If a property is defined as `?int` or `null|int` why should PHP allow an 
uninitialized state to begin with?  Why shouldn't PHP initialize any of those 
properties to null to begin with?

And for non-nullable, why shouldn't PHP default `int` to 0, `string` to `""`, 
`array` to `[]`, etc.?


Implicitly assigning a default from some magic list would be messy, but requiring that the user specified one would be trivial (or would have been, when typed properties were added): ?Foo $foo=null; int $bar=0; etc

The problem is that for non-scalar, non-nullable properties, there is no way to specify a default.
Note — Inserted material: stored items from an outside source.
use axum::http::StatusCode;
use axum::response::{IntoResponse, Response};
use reelrate_core::error::CoreError;

use crate::response::FailureResponse;

/// Application-level error type for HTTP handlers and services.
///
/// Wraps [`CoreError`] for domain errors and adds HTTP-specific variants.
/// Implements [`IntoResponse`] to produce the uniform failure envelope.
#[derive(Debug, thiserror::Error)]
pub enum AppError {
    /// A domain-level error from `reelrate_core`.
    #[error(transparent)]
    Core(#[from] CoreError),

    /// A database error from sqlx.
    #[error("Database error: {0}")]
    Database(#[from] sqlx::Error),

    /// A malformed request (bad JSON, query string or path segment).
    #[error("Bad request: {0}")]
    BadRequest(String),

    /// No route matches the request path.
    #[error("No route for {0}")]
    UnknownRoute(String),

    /// The path exists but not for this HTTP method.
    #[error("Method not allowed")]
    MethodNotAllowed,

    /// The request exceeded the configured timeout.
    #[error("Request timed out")]
    Timeout,

    /// An internal error with a human-readable message.
    #[error("Internal error: {0}")]
    InternalError(String),
}

/// Convenience type alias for handler and service return values.
pub type AppResult<T> = Result<T, AppError>;

const STORE_UNAVAILABLE_MESSAGE: &str = "The database is unavailable";
const INTERNAL_MESSAGE: &str = "An internal error occurred";

impl AppError {
    /// Shorthand for a missing entity.
    pub fn not_found(entity: &'static str, id: reelrate_core::types::DbId) -> Self {
        AppError::Core(CoreError::NotFound { entity, id })
    }

    /// Map the error to an HTTP status, a machine-readable kind and the
    /// client-facing message. Internal detail is logged, never returned.
    fn classify(&self) -> (StatusCode, &'static str, String) {
        match self {
            // --- CoreError variants ---
            AppError::Core(core) => match core {
                CoreError::NotFound { entity, id } => (
                    StatusCode::NOT_FOUND,
                    "NOT_FOUND",
                    format!("{entity} with id {id} not found"),
                ),
                CoreError::Validation(msg) => {
                    (StatusCode::BAD_REQUEST, "VALIDATION_ERROR", msg.clone())
                }
                CoreError::Conflict(msg) => (StatusCode::CONFLICT, "CONFLICT", msg.clone()),
                CoreError::StoreUnavailable(msg) => {
                    tracing::error!(error = %msg, "Store unavailable");
                    (
                        StatusCode::INTERNAL_SERVER_ERROR,
                        "STORE_UNAVAILABLE",
                        STORE_UNAVAILABLE_MESSAGE.to_string(),
                    )
                }
                CoreError::Internal(msg) => {
                    tracing::error!(error = %msg, "Internal core error");
                    (
                        StatusCode::INTERNAL_SERVER_ERROR,
                        "INTERNAL_ERROR",
                        INTERNAL_MESSAGE.to_string(),
                    )
                }
            },

            // --- Database errors ---
            AppError::Database(err) => classify_sqlx_error(err),

            // --- HTTP-specific errors ---
            AppError::BadRequest(msg) => (StatusCode::BAD_REQUEST, "BAD_REQUEST", msg.clone()),
            AppError::UnknownRoute(path) => (
                StatusCode::NOT_FOUND,
                "NOT_FOUND",
                format!("No route for {path}"),
            ),
            AppError::MethodNotAllowed => (
                StatusCode::METHOD_NOT_ALLOWED,
                "METHOD_NOT_ALLOWED",
                "Method not allowed for this resource".to_string(),
            ),
            AppError::Timeout => (
                StatusCode::REQUEST_TIMEOUT,
                "TIMEOUT",
                "The request took too long to complete".to_string(),
            ),
            AppError::InternalError(msg) => {
                tracing::error!(error = %msg, "Internal error");
                (
                    StatusCode::INTERNAL_SERVER_ERROR,
                    "INTERNAL_ERROR",
                    INTERNAL_MESSAGE.to_string(),
                )
            }
        }
    }
}

impl IntoResponse for AppError {
    fn into_response(self) -> Response {
        let (status, kind, message) = self.classify();
        (status, axum::Json(FailureResponse::new(status, kind, message))).into_response()
    }
}

/// Classify a sqlx error into an HTTP status, error kind, and message.
///
/// - `RowNotFound` maps to 404.
/// - Pool timeouts, a closed pool and connection-level I/O or TLS failures
///   map to 500 `STORE_UNAVAILABLE`. No retry happens inside the request.
/// - Unique constraint violations (constraint name starting with `uq_`) map to 409.
/// - Foreign key violations (a referenced row vanished mid-request) map to 404.
/// - Check constraint violations map to 400.
/// - Everything else maps to 500 with a sanitized message.
fn classify_sqlx_error(err: &sqlx::Error) -> (StatusCode, &'static str, String) {
    match err {
        sqlx::Error::RowNotFound => (
            StatusCode::NOT_FOUND,
            "NOT_FOUND",
            "Resource not found".to_string(),
        ),
        sqlx::Error::PoolTimedOut
        | sqlx::Error::PoolClosed
        | sqlx::Error::Io(_)
        | sqlx::Error::Tls(_) => {
            tracing::error!(error = %err, "Database unreachable");
            (
                StatusCode::INTERNAL_SERVER_ERROR,
                "STORE_UNAVAILABLE",
                STORE_UNAVAILABLE_MESSAGE.to_string(),
            )
        }
        sqlx::Error::Database(db_err) => {
            let constraint = db_err.constraint().unwrap_or("unknown");
            match db_err.code().as_deref() {
                // unique_violation
                Some("23505") if constraint.starts_with("uq_") => {
                    return (
                        StatusCode::CONFLICT,
                        "CONFLICT",
                        format!("Duplicate value violates unique constraint: {constraint}"),
                    );
                }
                // foreign_key_violation
                Some("23503") => {
                    return (
                        StatusCode::NOT_FOUND,
                        "NOT_FOUND",
                        "Referenced resource not found".to_string(),
                    );
                }
                // check_violation
                Some("23514") => {
                    return (
                        StatusCode::BAD_REQUEST,
                        "VALIDATION_ERROR",
                        format!("Value violates constraint: {constraint}"),
                    );
                }
                _ => {}
            }
            tracing::error!(error = %db_err, "Database error");
            (
                StatusCode::INTERNAL_SERVER_ERROR,
                "INTERNAL_ERROR",
                INTERNAL_MESSAGE.to_string(),
            )
        }
        other => {
            tracing::error!(error = %other, "Database error");
            (
                StatusCode::INTERNAL_SERVER_ERROR,
                "INTERNAL_ERROR",
                INTERNAL_MESSAGE.to_string(),
            )
        }
    }
}
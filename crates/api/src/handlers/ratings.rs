//! Handlers for the `/movies/{id}/ratings` sub-resource.

use axum::extract::State;
use axum::http::StatusCode;
use axum::Json;
use reelrate_core::types::DbId;
use reelrate_db::models::rating::{CreateRating, Rating};

use crate::error::AppResult;
use crate::extract::{AppJson, AppPath};
use crate::response::DataResponse;
use crate::services::RatingService;
use crate::state::AppState;

/// POST /api/v1/movies/{id}/ratings
pub async fn create(
    State(state): State<AppState>,
    AppPath(movie_id): AppPath<DbId>,
    AppJson(input): AppJson<CreateRating>,
) -> AppResult<(StatusCode, Json<DataResponse<Rating>>)> {
    let rating = RatingService::create(&state.pool, movie_id, &input).await?;
    Ok((StatusCode::CREATED, Json(DataResponse::new(rating))))
}

/// GET /api/v1/movies/{id}/ratings
pub async fn list(
    State(state): State<AppState>,
    AppPath(movie_id): AppPath<DbId>,
) -> AppResult<Json<DataResponse<Vec<Rating>>>> {
    let ratings = RatingService::list(&state.pool, movie_id).await?;
    Ok(Json(DataResponse::new(ratings)))
}
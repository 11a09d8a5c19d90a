//! Shared application router builder.
//!
//! Provides [`build_app_router`] so both the production binary (`main.rs`)
//! and integration tests (`tests/common/mod.rs`) use the exact same middleware
//! stack.

use std::any::Any;
use std::time::Duration;

use axum::http::header::{ALLOW, CONTENT_TYPE};
use axum::http::{HeaderName, HeaderValue, Method, StatusCode, Uri};
use axum::middleware::map_response;
use axum::response::{IntoResponse, Response};
use axum::Router;
use tower_http::catch_panic::CatchPanicLayer;
use tower_http::cors::CorsLayer;
use tower_http::request_id::{MakeRequestUuid, PropagateRequestIdLayer, SetRequestIdLayer};
use tower_http::timeout::TimeoutLayer;
use tower_http::trace::{DefaultMakeSpan, DefaultOnResponse, TraceLayer};
use tracing::Level;

use crate::config::ServerConfig;
use crate::error::AppError;
use crate::routes;
use crate::state::AppState;

/// Build the full application [`Router`] with all middleware layers.
///
/// The middleware stack is applied bottom-up:
///
/// 1. CORS
/// 2. Set request ID on incoming requests
/// 3. Structured request/response tracing
/// 4. Propagate request ID to response
/// 5. Failure envelope for bare 405 and 408 responses
/// 6. Request timeout
/// 7. Panic recovery (catch panics, return the 500 failure envelope)
///
/// Unknown paths fall back to a 404 failure envelope.
pub fn build_app_router(state: AppState, config: &ServerConfig) -> Router {
    let cors = build_cors_layer(config);
    let request_id_header = HeaderName::from_static("x-request-id");

    Router::new()
        // Health checks at root level (not under /api/v1).
        .merge(routes::health::router())
        // API v1 routes.
        .nest("/api/v1", routes::api_routes())
        .fallback(route_not_found)
        // -- Middleware stack (applied bottom-up) --
        .layer(CatchPanicLayer::custom(handle_panic))
        .layer(TimeoutLayer::with_status_code(
            StatusCode::REQUEST_TIMEOUT,
            Duration::from_secs(config.request_timeout_secs),
        ))
        .layer(map_response(envelope_bare_errors))
        .layer(PropagateRequestIdLayer::new(request_id_header.clone()))
        .layer(
            TraceLayer::new_for_http()
                .make_span_with(DefaultMakeSpan::new().level(Level::INFO))
                .on_response(DefaultOnResponse::new().level(Level::INFO)),
        )
        .layer(SetRequestIdLayer::new(request_id_header, MakeRequestUuid))
        .layer(cors)
        .with_state(state)
}

/// Build the CORS middleware layer from server configuration.
///
/// Origins were validated when the configuration was loaded; any that still
/// fail to parse are skipped with a warning.
pub fn build_cors_layer(config: &ServerConfig) -> CorsLayer {
    let origins: Vec<HeaderValue> = config
        .cors_origins
        .iter()
        .filter_map(|o| match o.parse() {
            Ok(value) => Some(value),
            Err(e) => {
                tracing::warn!(origin = %o, error = %e, "Ignoring invalid CORS origin");
                None
            }
        })
        .collect();

    CorsLayer::new()
        .allow_origin(origins)
        .allow_methods([Method::GET, Method::POST, Method::PUT, Method::DELETE])
        .allow_headers([CONTENT_TYPE])
        .max_age(Duration::from_secs(3600))
}

/// Turn a handler panic into the standard 500 failure envelope.
fn handle_panic(panic: Box<dyn Any + Send + 'static>) -> Response {
    let detail = if let Some(s) = panic.downcast_ref::<String>() {
        s.clone()
    } else if let Some(s) = panic.downcast_ref::<&str>() {
        s.to_string()
    } else {
        "unknown panic payload".to_string()
    };
    AppError::InternalError(format!("handler panicked: {detail}")).into_response()
}

/// Fallback for paths no route matches.
async fn route_not_found(uri: Uri) -> AppError {
    AppError::UnknownRoute(uri.path().to_string())
}

/// Rewrite the empty-bodied 405 (from routing) and 408 (from the timeout
/// layer) into the failure envelope. Responses that already carry a body
/// type pass through untouched.
async fn envelope_bare_errors(response: Response) -> Response {
    if response.headers().contains_key(CONTENT_TYPE) {
        return response;
    }
    let error = match response.status() {
        StatusCode::METHOD_NOT_ALLOWED => AppError::MethodNotAllowed,
        StatusCode::REQUEST_TIMEOUT => AppError::Timeout,
        _ => return response,
    };

    let allow = response.headers().get(ALLOW).cloned();
    let mut enveloped = error.into_response();
    if let Some(allow) = allow {
        enveloped.headers_mut().insert(ALLOW, allow);
    }
    enveloped
}
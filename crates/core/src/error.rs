use crate::types::DbId;

/// Domain error taxonomy shared by the repository and HTTP layers.
#[derive(Debug, thiserror::Error)]
pub enum CoreError {
    #[error("Entity not found: {entity} with id {id}")]
    NotFound { entity: &'static str, id: DbId },

    /// Input rejected before touching the store.
    #[error("Validation failed: {0}")]
    Validation(String),

    #[error("Conflict: {0}")]
    Conflict(String),

    /// The database could not be reached. Carries the driver message for logs.
    #[error("Store unavailable: {0}")]
    StoreUnavailable(String),

    #[error("Internal error: {0}")]
    Internal(String),
}
#![allow(dead_code)]

use axum::body::Body;
use axum::http::{Method, Request, StatusCode};
use axum::response::Response;
use axum::Router;
use http_body_util::BodyExt;
use reelrate_core::pagination::PageLimits;
use sqlx::PgPool;
use tower::ServiceExt;

use reelrate_api::config::{DatabaseConfig, LogFormat, ServerConfig};
use reelrate_api::router::build_app_router;
use reelrate_api::state::AppState;

/// Build a test `ServerConfig` with safe defaults.
pub fn test_config() -> ServerConfig {
    ServerConfig {
        host: "127.0.0.1".to_string(),
        port: 0,
        cors_origins: vec!["http://localhost:5173".to_string()],
        request_timeout_secs: 30,
        shutdown_timeout_secs: 5,
        pagination: PageLimits::default(),
        log_format: LogFormat::Pretty,
        database: DatabaseConfig {
            url: "postgres://unused".to_string(),
            max_connections: 5,
            acquire_timeout_secs: 1,
            run_migrations: false,
        },
    }
}

/// Build the full application router around the given pool, with the same
/// middleware stack production uses.
pub fn build_test_app(pool: PgPool) -> Router {
    let config = test_config();
    let state = AppState::new(pool, config.clone());
    build_app_router(state, &config)
}

pub async fn send(app: Router, request: Request<Body>) -> Response {
    app.oneshot(request).await.unwrap()
}

pub async fn get(app: Router, uri: &str) -> Response {
    let request = Request::builder().uri(uri).body(Body::empty()).unwrap();
    send(app, request).await
}

pub async fn delete(app: Router, uri: &str) -> Response {
    let request = Request::builder()
        .method(Method::DELETE)
        .uri(uri)
        .body(Body::empty())
        .unwrap();
    send(app, request).await
}

pub async fn post_json(app: Router, uri: &str, body: serde_json::Value) -> Response {
    json_request(app, Method::POST, uri, body.to_string()).await
}

pub async fn put_json(app: Router, uri: &str, body: serde_json::Value) -> Response {
    json_request(app, Method::PUT, uri, body.to_string()).await
}

/// Send a raw (possibly malformed) JSON body.
pub async fn json_request(app: Router, method: Method, uri: &str, body: String) -> Response {
    let request = Request::builder()
        .method(method)
        .uri(uri)
        .header("content-type", "application/json")
        .body(Body::from(body))
        .unwrap();
    send(app, request).await
}

pub async fn body_json(response: Response) -> serde_json::Value {
    let bytes = response.into_body().collect().await.unwrap().to_bytes();
    serde_json::from_slice(&bytes).unwrap()
}

/// Assert a failure envelope with the given status and kind; returns the
/// error message.
pub async fn expect_failure(response: Response, status: StatusCode, kind: &str) -> String {
    assert_eq!(response.status(), status);
    let json = body_json(response).await;
    assert_eq!(json["status"], "failure");
    assert_eq!(json["error"]["code"], status.as_u16());
    assert_eq!(json["error"]["kind"], kind);
    json["error"]["message"].as_str().unwrap().to_string()
}

// ---------------------------------------------------------------------------
// Fixtures
// ---------------------------------------------------------------------------

pub async fn create_director(pool: &PgPool, name: &str) -> i64 {
    let response = post_json(
        build_test_app(pool.clone()),
        "/api/v1/directors",
        serde_json::json!({"name": name}),
    )
    .await;
    assert_eq!(response.status(), StatusCode::CREATED);
    body_json(response).await["data"]["id"].as_i64().unwrap()
}

pub async fn create_genre(pool: &PgPool, name: &str) -> i64 {
    let response = post_json(
        build_test_app(pool.clone()),
        "/api/v1/genres",
        serde_json::json!({"name": name}),
    )
    .await;
    assert_eq!(response.status(), StatusCode::CREATED);
    body_json(response).await["data"]["id"].as_i64().unwrap()
}

pub async fn create_movie(
    pool: &PgPool,
    title: &str,
    director_id: i64,
    release_year: i32,
    genre_ids: &[i64],
) -> i64 {
    let response = post_json(
        build_test_app(pool.clone()),
        "/api/v1/movies",
        serde_json::json!({
            "title": title,
            "director_id": director_id,
            "release_year": release_year,
            "genre_ids": genre_ids,
        }),
    )
    .await;
    assert_eq!(response.status(), StatusCode::CREATED);
    body_json(response).await["data"]["id"].as_i64().unwrap()
}

pub async fn rate(pool: &PgPool, movie_id: i64, score: i64) -> Response {
    post_json(
        build_test_app(pool.clone()),
        &format!("/api/v1/movies/{movie_id}/ratings"),
        serde_json::json!({"score": score}),
    )
    .await
}
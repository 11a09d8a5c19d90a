use axum::routing::get;
use axum::Router;

use crate::handlers::directors;
use crate::state::AppState;

/// Routes mounted at `/directors`.
///
/// ```text
/// GET    /        -> list
/// POST   /        -> create
/// GET    /{id}    -> get_by_id
/// ```
pub fn router() -> Router<AppState> {
    Router::new()
        .route("/", get(directors::list).post(directors::create))
        .route("/{id}", get(directors::get_by_id))
}
//! Repository for the `movie_ratings` table.

use reelrate_core::types::DbId;
use sqlx::{Executor, PgPool, Postgres};

use crate::models::rating::{Rating, RatingStats};

/// Column list shared across queries to avoid repetition.
const COLUMNS: &str = "id, movie_id, score, created_at";

/// Provides insert and aggregate operations for ratings.
pub struct RatingRepo;

impl RatingRepo {
    /// Insert one rating. The score range is also enforced by
    /// `ck_movie_ratings_score_1_10`.
    pub async fn create(pool: &PgPool, movie_id: DbId, score: i32) -> Result<Rating, sqlx::Error> {
        let query = format!(
            "INSERT INTO movie_ratings (movie_id, score)
             VALUES ($1, $2)
             RETURNING {COLUMNS}"
        );
        sqlx::query_as::<_, Rating>(&query)
            .bind(movie_id)
            .bind(score)
            .fetch_one(pool)
            .await
    }

    /// Average score and count for a movie, computed from the rating rows.
    ///
    /// `average_rating` is `None` when there are no ratings.
    pub async fn stats_for_movie<'e, E>(executor: E, movie_id: DbId) -> Result<RatingStats, sqlx::Error>
    where
        E: Executor<'e, Database = Postgres>,
    {
        sqlx::query_as::<_, RatingStats>(
            "SELECT AVG(score)::FLOAT8 AS average_rating, COUNT(*) AS ratings_count \
             FROM movie_ratings \
             WHERE movie_id = $1",
        )
        .bind(movie_id)
        .fetch_one(executor)
        .await
    }

    /// List a movie's ratings, oldest first.
    pub async fn list_for_movie(pool: &PgPool, movie_id: DbId) -> Result<Vec<Rating>, sqlx::Error> {
        let query = format!(
            "SELECT {COLUMNS} FROM movie_ratings WHERE movie_id = $1 ORDER BY id"
        );
        sqlx::query_as::<_, Rating>(&query)
            .bind(movie_id)
            .fetch_all(pool)
            .await
    }
}
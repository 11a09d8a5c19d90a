//! Movie entity model, list/detail views and DTOs.

use reelrate_core::types::{DbId, Timestamp};
use reelrate_core::validation::not_blank;
use serde::{Deserialize, Serialize};
use sqlx::FromRow;
use validator::Validate;

use crate::models::director::Director;
use crate::models::genre::Genre;
use crate::models::rating::RatingStats;

/// A row from the `movies` table.
#[derive(Debug, Clone, FromRow, Serialize)]
pub struct Movie {
    pub id: DbId,
    pub title: String,
    pub director_id: DbId,
    pub release_year: i32,
    #[sqlx(rename = "cast_members")]
    pub cast: Option<String>,
    pub created_at: Timestamp,
    pub updated_at: Timestamp,
}

/// Flat row returned by the catalog listing query: movie columns joined with
/// the director and the per-movie rating aggregate.
#[derive(Debug, Clone, FromRow)]
pub struct MovieListRow {
    pub id: DbId,
    pub title: String,
    pub release_year: i32,
    pub director_id: DbId,
    pub director_name: String,
    pub director_birth_year: Option<i32>,
    pub director_description: Option<String>,
    pub average_rating: Option<f64>,
    pub ratings_count: i64,
}

/// One entry of a catalog page.
#[derive(Debug, Clone, Serialize)]
pub struct MovieListItem {
    pub id: DbId,
    pub title: String,
    pub release_year: i32,
    pub director: Director,
    /// Genre names, alphabetical.
    pub genres: Vec<String>,
    pub average_rating: Option<f64>,
    pub ratings_count: i64,
}

impl MovieListItem {
    pub fn from_row(row: MovieListRow, genres: Vec<String>) -> Self {
        Self {
            id: row.id,
            title: row.title,
            release_year: row.release_year,
            director: Director {
                id: row.director_id,
                name: row.director_name,
                birth_year: row.director_birth_year,
                description: row.director_description,
            },
            genres,
            average_rating: row.average_rating,
            ratings_count: row.ratings_count,
        }
    }
}

/// Full movie view: director, genres and the rating aggregate.
#[derive(Debug, Clone, Serialize)]
pub struct MovieDetail {
    pub id: DbId,
    pub title: String,
    pub director: Director,
    pub release_year: i32,
    pub cast: Option<String>,
    pub genres: Vec<Genre>,
    pub average_rating: Option<f64>,
    pub ratings_count: i64,
    pub created_at: Timestamp,
    pub updated_at: Timestamp,
}

impl MovieDetail {
    pub fn assemble(movie: Movie, director: Director, genres: Vec<Genre>, stats: RatingStats) -> Self {
        Self {
            id: movie.id,
            title: movie.title,
            director,
            release_year: movie.release_year,
            cast: movie.cast,
            genres,
            average_rating: stats.average_rating,
            ratings_count: stats.ratings_count,
            created_at: movie.created_at,
            updated_at: movie.updated_at,
        }
    }
}

/// Normalised catalog filters. All present filters are combined with AND.
#[derive(Debug, Clone, Default)]
pub struct MovieFilter {
    /// Case-insensitive substring of the title.
    pub title: Option<String>,
    /// Exact release year.
    pub release_year: Option<i32>,
    /// Case-insensitive substring of any linked genre name.
    pub genre: Option<String>,
}

/// DTO for creating a movie.
#[derive(Debug, Clone, Deserialize, Validate)]
pub struct CreateMovie {
    #[validate(length(min = 1, max = 255), custom(function = "not_blank"))]
    pub title: String,
    pub director_id: DbId,
    #[validate(range(min = 1888, max = 2100))]
    pub release_year: i32,
    pub cast: Option<String>,
    #[serde(default)]
    pub genre_ids: Vec<DbId>,
}

/// DTO for updating a movie. Absent fields are left unchanged; a present
/// `genre_ids` replaces the whole genre set.
#[derive(Debug, Clone, Default, Deserialize, Validate)]
pub struct UpdateMovie {
    #[validate(length(min = 1, max = 255), custom(function = "not_blank"))]
    pub title: Option<String>,
    pub director_id: Option<DbId>,
    #[validate(range(min = 1888, max = 2100))]
    pub release_year: Option<i32>,
    pub cast: Option<String>,
    pub genre_ids: Option<Vec<DbId>>,
}
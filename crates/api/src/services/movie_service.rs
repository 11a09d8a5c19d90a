//! Movie catalog rules: listing, detail, create, partial update and delete.

use reelrate_core::catalog::{
    first_missing_id, normalize_filter, normalize_genre_ids, validate_release_year,
};
use reelrate_core::error::CoreError;
use reelrate_core::pagination::{Page, PageLimits, PageRequest};
use reelrate_core::types::DbId;
use reelrate_core::validation::validate_request;
use reelrate_db::models::movie::{CreateMovie, MovieDetail, MovieFilter, MovieListItem, UpdateMovie};
use reelrate_db::repositories::{DirectorRepo, GenreRepo, MovieRepo};
use sqlx::{PgPool, Postgres, Transaction};

use crate::error::{AppError, AppResult};
use crate::query::MovieListParams;

/// Stateless service over [`MovieRepo`].
pub struct MovieService;

impl MovieService {
    /// Resolve paging and filters, then fetch one catalog page.
    pub async fn list(
        pool: &PgPool,
        params: &MovieListParams,
        limits: &PageLimits,
    ) -> AppResult<Page<MovieListItem>> {
        let page = PageRequest::resolve(params.page, params.page_size, limits)?;
        if let Some(year) = params.release_year {
            validate_release_year(year)?;
        }
        let filter = MovieFilter {
            title: normalize_filter(params.title.as_deref()),
            release_year: params.release_year,
            genre: normalize_filter(params.genre.as_deref()),
        };

        let result = MovieRepo::list(pool, &filter, page).await?;
        tracing::debug!(
            page = page.page,
            page_size = page.page_size,
            total = result.total,
            returned = result.items.len(),
            "Listed movies",
        );
        Ok(result)
    }

    /// Full detail with a freshly computed rating aggregate.
    pub async fn get(pool: &PgPool, id: DbId) -> AppResult<MovieDetail> {
        let mut conn = pool.acquire().await?;
        MovieRepo::find_detail(&mut conn, id)
            .await?
            .ok_or_else(|| AppError::not_found("Movie", id))
    }

    /// Create a movie and its genre links atomically, returning the detail as
    /// read inside the same transaction.
    ///
    /// An unknown director or genre aborts the transaction, leaving no row behind.
    pub async fn create(pool: &PgPool, input: &CreateMovie) -> AppResult<MovieDetail> {
        validate_request(input)?;
        let genre_ids = normalize_genre_ids(&input.genre_ids);

        let mut tx = pool.begin().await?;
        ensure_director(&mut tx, input.director_id).await?;
        ensure_genres(&mut tx, &genre_ids).await?;

        let movie = MovieRepo::insert(&mut tx, input).await?;
        MovieRepo::replace_genres(&mut tx, movie.id, &genre_ids).await?;
        let detail = read_back(&mut tx, movie.id).await?;
        tx.commit().await?;

        tracing::info!(
            movie_id = movie.id,
            director_id = movie.director_id,
            genres = genre_ids.len(),
            "Movie created",
        );
        Ok(detail)
    }

    /// Apply a partial update. A supplied genre list replaces the existing
    /// links; every step runs in one transaction.
    pub async fn update(pool: &PgPool, id: DbId, input: &UpdateMovie) -> AppResult<MovieDetail> {
        validate_request(input)?;
        let genre_ids = input.genre_ids.as_deref().map(normalize_genre_ids);

        let mut tx = pool.begin().await?;
        if !MovieRepo::lock_for_update(&mut tx, id).await? {
            return Err(AppError::not_found("Movie", id));
        }
        if let Some(director_id) = input.director_id {
            ensure_director(&mut tx, director_id).await?;
        }
        if let Some(ids) = &genre_ids {
            ensure_genres(&mut tx, ids).await?;
        }

        MovieRepo::update(&mut tx, id, input)
            .await?
            .ok_or_else(|| AppError::not_found("Movie", id))?;
        if let Some(ids) = &genre_ids {
            MovieRepo::replace_genres(&mut tx, id, ids).await?;
        }
        let detail = read_back(&mut tx, id).await?;
        tx.commit().await?;

        tracing::info!(
            movie_id = id,
            genres_replaced = genre_ids.is_some(),
            "Movie updated",
        );
        Ok(detail)
    }

    /// Delete a movie with its ratings and genre links.
    pub async fn delete(pool: &PgPool, id: DbId) -> AppResult<()> {
        let mut tx = pool.begin().await?;
        if !MovieRepo::delete_cascade(&mut tx, id).await? {
            return Err(AppError::not_found("Movie", id));
        }
        tx.commit().await?;

        tracing::info!(movie_id = id, "Movie deleted");
        Ok(())
    }
}

/// Detail of a movie written earlier in the same transaction.
async fn read_back(tx: &mut Transaction<'_, Postgres>, id: DbId) -> AppResult<MovieDetail> {
    MovieRepo::find_detail(&mut **tx, id).await?.ok_or_else(|| {
        CoreError::Internal(format!("movie {id} vanished inside its own transaction")).into()
    })
}

/// Fail with NotFound unless the director exists.
async fn ensure_director(tx: &mut Transaction<'_, Postgres>, director_id: DbId) -> AppResult<()> {
    if !DirectorRepo::exists_for_share(tx, director_id).await? {
        return Err(AppError::not_found("Director", director_id));
    }
    Ok(())
}

/// Fail with NotFound naming the first unknown genre id.
async fn ensure_genres(tx: &mut Transaction<'_, Postgres>, genre_ids: &[DbId]) -> AppResult<()> {
    let found = GenreRepo::existing_ids_for_share(tx, genre_ids).await?;
    if let Some(missing) = first_missing_id(genre_ids, &found) {
        return Err(AppError::not_found("Genre", missing));
    }
    Ok(())
}
//! Business rules between the HTTP handlers and the repositories.
//!
//! Services validate input before any write, decide transaction boundaries
//! for multi-table operations and translate missing references into
//! [`AppError`](crate::error::AppError) values.

pub mod movie_service;
pub mod rating_service;

pub use movie_service::MovieService;
pub use rating_service::RatingService;
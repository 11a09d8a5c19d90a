pub mod directors;
pub mod genres;
pub mod health;
pub mod movies;

use axum::Router;

use crate::state::AppState;

/// Build the `/api/v1` route tree.
///
/// Route hierarchy:
///
/// ```text
/// /movies                              list (filter + paginate), create
/// /movies/{id}                         get, update, delete
/// /movies/{id}/ratings                 list, create
///
/// /directors                           list, create
/// /directors/{id}                      get
///
/// /genres                              list, create
/// /genres/{id}                         get
/// ```
pub fn api_routes() -> Router<AppState> {
    Router::new()
        .nest("/movies", movies::router())
        .nest("/directors", directors::router())
        .nest("/genres", genres::router())
}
One solution would have been to simply ban such declarations (i.e. require ?Foo $foo=null rather than Foo $foo) but that was considered too restrictive, so marking the properties "uninitialized" is the compromise.

We're probably stuck with that compromise for now, but continuing to treat it primarily as an error state hopefully leaves us room to do something cleaner in future if we can work out how.


Regards,

--
Rowan Tommins
[IMSoP]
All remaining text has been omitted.